■ Required action: Please repeat every entry, keeping each one exactly the same.

■ Exercise inputs:
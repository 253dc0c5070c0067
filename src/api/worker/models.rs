use serde::{Deserialize, Serialize};
use validator::Validate;

/// Worker model for creating and validating workers
#[derive(Deserialize, Serialize, Debug, Clone, Validate)]
pub struct CreateWorker {
    #[validate(length(
        min = 1,
        max = 100,
        message = "Name must be between 1 and 100 characters"
    ))]
    pub name: String,
    #[validate(length(
        min = 1,
        max = 100,
        message = "Role must be between 1 and 100 characters"
    ))]
    pub role: String,
    pub job_id: Option<i32>,
}

/// Query string accepted by the worker listing
#[derive(Deserialize, Debug, Default, Clone, Validate)]
pub struct WorkerQuery {
    /// Case-insensitive substring of the worker name
    pub name: Option<String>,
    /// Case-insensitive substring of the role
    pub role: Option<String>,
    pub job_id: Option<i32>,
}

■ Response area:
repository 253dc0c5070c0067
filename src/api/worker/models.rs
use serde::{Deserialize, Serialize};
use validator::Validate;

/// Worker model for creating and validating workers
#[derive(Deserialize, Serialize, Debug, Clone, Validate)]
pub struct CreateWorker {
    #[validate(length(
        min = 1,
        max = 100,
        message = "Name must be between 1 and 100 characters"
    ))]
    pub name: String,
    #[validate(length(
        min = 1,
        max = 100,
        message = "Role must be between 1 and 100 characters"
    ))]
    pub role: String,
    pub job_id: Option<i32>,
}

/// Query string accepted by the worker listing
#[derive(Deserialize, Debug, Default, Clone, Validate)]
pub struct WorkerQuery {
    /// Case-insensitive substring of the worker name
    pub name: Option<String>,
    /// Case-insensitive substring of the role
    pub role: Option<String>,
    pub job_id: Option<i32>,
}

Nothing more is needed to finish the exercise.